Белый конверт упал на дверной коврик на следующий день в восемь утра. Я вскрыла его, но была слишком занята, собирая детей в школу, и несколько дней бумаги лежали непрочитанными. Но в воскресенье я наконец села в кухне и просмотрела анкету, напечатанную на кремовой бумаге. Она состояла из простых вопросов и ответов. ВОПРОС: Укажите в краткой форме, на чем основывается ваше утверждение, что ответчик нарушил супружескую верность. ОТВЕТ: Он сознался сам. ВОПРОС: Укажите дату, когда вам стало известно, что ответчик нарушил супружескую верность. ОТВЕТ: В Валентинов день. ВОПРОС: Вы находите невозможным жить с ответчиком? ОТВЕТ: Да, вероятно, это так.

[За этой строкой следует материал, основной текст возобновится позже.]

//! CloudWatch Logs operations used by the logger

use async_trait::async_trait;
use aws_sdk_cloudwatchlogs::error::SdkError;
use aws_sdk_cloudwatchlogs::operation::put_log_events::PutLogEventsError;
use aws_sdk_cloudwatchlogs::types::InputLogEvent;
use std::sync::Arc;
use svcstack_core::{load_sdk_config, AwsConnectionParams, BoxError, ClientTimeouts, ServiceError};
use thiserror::Error;

#[derive(Debug, Error)]
pub enum LogsApiError {
    #[error("Resource already exists: {0}")]
    AlreadyExists(String),

    #[error("Resource not found: {0}")]
    NotFound(String),

    #[error("Invalid sequence token, expected {expected:?}")]
    InvalidSequenceToken { expected: Option<String> },

    #[error("Data already accepted, expected {expected:?}")]
    DataAlreadyAccepted { expected: Option<String> },

    #[error("Invalid log event: {0}")]
    InvalidEvent(String),

    #[error("Service error: {0}")]
    Service(String),

    #[error("Transport error: {0}")]
    Transport(#[source] BoxError),
}

/// A log event ready to be sent
#[derive(Debug, Clone, PartialEq, Eq)]
pub struct LogEvent {
    /// Milliseconds since the epoch
    pub timestamp: i64,
    pub message: String,
}

#[derive(Debug, Clone, PartialEq, Eq)]
pub struct LogStreamInfo {
    pub name: String,
    pub upload_sequence_token: Option<String>,
}

#[async_trait]
pub trait LogsApi: Send + Sync {
    async fn create_log_group(&self, group: &str) -> Result<(), LogsApiError>;

    async fn create_log_stream(&self, group: &str, stream: &str) -> Result<(), LogsApiError>;

    async fn describe_log_streams(&self, group: &str, prefix: &str) -> Result<Vec<LogStreamInfo>, LogsApiError>;

    /// Append events; returns the next sequence token
    async fn put_log_events(
        &self,
        group: &str,
        stream: &str,
        events: Vec<LogEvent>,
        sequence_token: Option<String>,
    ) -> Result<Option<String>, LogsApiError>;
}

#[async_trait]
pub trait LogsApiFactory: Send + Sync {
    async fn create(
        &self,
        connection: &AwsConnectionParams,
        timeouts: ClientTimeouts,
    ) -> Result<Arc<dyn LogsApi>, ServiceError>;
}

/// [`LogsApi`] backed by `aws-sdk-cloudwatchlogs`
#[derive(Clone)]
pub struct SdkLogsApi {
    client: aws_sdk_cloudwatchlogs::Client,
}

impl SdkLogsApi {
    pub fn new(client: aws_sdk_cloudwatchlogs::Client) -> Self {
        Self { client }
    }
}

fn service_or_transport<E>(err: SdkError<E>) -> LogsApiError
where
    E: std::error::Error + Send + Sync + 'static,
{
    if let Some(service) = err.as_service_error() {
        return LogsApiError::Service(service.to_string());
    }
    LogsApiError::Transport(Box::new(err))
}

#[async_trait]
impl LogsApi for SdkLogsApi {
    async fn create_log_group(&self, group: &str) -> Result<(), LogsApiError> {
        match self.client.create_log_group().log_group_name(group).send().await {
            Ok(_) => Ok(()),
            Err(err)
                if err
                    .as_service_error()
                    .is_some_and(|e| e.is_resource_already_exists_exception()) =>
            {
                Err(LogsApiError::AlreadyExists(group.to_string()))
            }
            Err(err) => Err(service_or_transport(err)),
        }
    }

    async fn create_log_stream(&self, group: &str, stream: &str) -> Result<(), LogsApiError> {
        let result = self
            .client
            .create_log_stream()
            .log_group_name(group)
            .log_stream_name(stream)
            .send()
            .await;

        match result {
            Ok(_) => Ok(()),
            Err(err)
                if err
                    .as_service_error()
                    .is_some_and(|e| e.is_resource_already_exists_exception()) =>
            {
                Err(LogsApiError::AlreadyExists(stream.to_string()))
            }
            Err(err) if err.as_service_error().is_some_and(|e| e.is_resource_not_found_exception()) => {
                Err(LogsApiError::NotFound(group.to_string()))
            }
            Err(err) => Err(service_or_transport(err)),
        }
    }

    async fn describe_log_streams(&self, group: &str, prefix: &str) -> Result<Vec<LogStreamInfo>, LogsApiError> {
        let output = self
            .client
            .describe_log_streams()
            .log_group_name(group)
            .log_stream_name_prefix(prefix)
            .send()
            .await
            .map_err(service_or_transport)?;

        Ok(output
            .log_streams
            .unwrap_or_default()
            .into_iter()
            .filter_map(|stream| {
                stream.log_stream_name.map(|name| LogStreamInfo {
                    name,
                    upload_sequence_token: stream.upload_sequence_token,
                })
            })
            .collect())
    }

    async fn put_log_events(
        &self,
        group: &str,
        stream: &str,
        events: Vec<LogEvent>,
        sequence_token: Option<String>,
    ) -> Result<Option<String>, LogsApiError> {
        let mut request = self
            .client
            .put_log_events()
            .log_group_name(group)
            .log_stream_name(stream)
            .set_sequence_token(sequence_token);

        for event in events {
            let input = InputLogEvent::builder()
                .timestamp(event.timestamp)
                .message(event.message)
                .build()
                .map_err(|e| LogsApiError::InvalidEvent(e.to_string()))?;
            request = request.log_events(input);
        }

        let output = request.send().await.map_err(|err| {
            match err.as_service_error() {
                Some(PutLogEventsError::InvalidSequenceTokenException(e)) => {
                    return LogsApiError::InvalidSequenceToken {
                        expected: e.expected_sequence_token().map(str::to_string),
                    };
                }
                Some(PutLogEventsError::DataAlreadyAcceptedException(e)) => {
                    return LogsApiError::DataAlreadyAccepted {
                        expected: e.expected_sequence_token().map(str::to_string),
                    };
                }
                Some(PutLogEventsError::ResourceNotFoundException(_)) => {
                    return LogsApiError::NotFound(format!("{}/{}", group, stream));
                }
                _ => {}
            }
            service_or_transport(err)
        })?;

        Ok(output.next_sequence_token)
    }
}

/// Default factory building an [`SdkLogsApi`]
#[derive(Debug, Clone, Copy, Default)]
pub struct SdkLogsApiFactory;

#[async_trait]
impl LogsApiFactory for SdkLogsApiFactory {
    async fn create(
        &self,
        connection: &AwsConnectionParams,
        timeouts: ClientTimeouts,
    ) -> Result<Arc<dyn LogsApi>, ServiceError> {
        let config = load_sdk_config(connection, timeouts).await;
        Ok(Arc::new(SdkLogsApi::new(aws_sdk_cloudwatchlogs::Client::new(&config))))
    }
}
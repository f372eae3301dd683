//! Configuration management

use anyhow::Context;
use std::path::Path;
use svcstack_core::ConfigParams;

/// Prefix of environment variables, e.g. `SVCSTACK__CLIENT__CONNECTION__REGION`
pub const ENV_PREFIX: &str = "SVCSTACK";

/// Per-component sections of the configuration
#[derive(Debug, Clone, Default)]
pub struct Settings {
    /// `client.*`: the remote function called by `invoke`
    pub client: ConfigParams,
    /// `function.*`: the function hosted by `serve`
    pub function: ConfigParams,
    /// `logger.*`: CloudWatch Logs sink
    pub logger: ConfigParams,
    /// `counters.*`: CloudWatch metrics sink
    pub counters: ConfigParams,
}

impl Settings {
    /// Load from an optional file plus the environment
    pub fn load(path: Option<&Path>) -> anyhow::Result<Self> {
        let config = ConfigParams::load(path, ENV_PREFIX).with_context(|| match path {
            Some(path) => format!("Failed to load configuration from {}", path.display()),
            None => "Failed to load configuration from the environment".to_string(),
        })?;
        Ok(Self::from_config(&config))
    }

    pub fn from_config(config: &ConfigParams) -> Self {
        Self {
            client: config.get_section("client"),
            function: config.get_section("function"),
            logger: config.get_section("logger"),
            counters: config.get_section("counters"),
        }
    }

    /// Logs are shipped only when a log group is configured
    pub fn logger_enabled(&self) -> bool {
        self.logger.get_as_nullable_string("group").is_some()
    }

    /// Metrics are published only when a namespace is configured
    pub fn counters_enabled(&self) -> bool {
        self.counters.get_as_nullable_string("source").is_some()
    }
}

#[cfg(test)]
mod tests {
    use super::*;

    #[test]
    fn test_sections() {
        let settings = Settings::from_config(&ConfigParams::from_tuples([
            ("client.connection.arn", "arn:aws:lambda:us-east-1:123456789012:function:orders"),
            ("function.name", "orders"),
            ("logger.group", "orders-logs"),
        ]));

        assert_eq!(
            settings.client.get("connection.arn"),
            Some("arn:aws:lambda:us-east-1:123456789012:function:orders")
        );
        assert_eq!(settings.function.get("name"), Some("orders"));
        assert!(settings.logger_enabled());
        assert!(!settings.counters_enabled());
    }

    #[test]
    fn test_blank_group_disables_logger() {
        let settings = Settings::from_config(&ConfigParams::from_tuples([("logger.group", " ")]));
        assert!(!settings.logger_enabled());
    }
}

Бог мой, это было ужасно. Ужасно. Я отложила анкету. Заполнять ее сейчас я была не в состоянии – настолько была подавлена. Дети только что вернулись в школу, а Джоса я не видела почти неделю.
– Дорогая, прости, что не балую тебя своим вниманием, – сказал он, когда позвонил мне ближе к вечеру. – Боюсь, так будет и дальше – пока не пройдет премьера «Мадам Баттерфляй».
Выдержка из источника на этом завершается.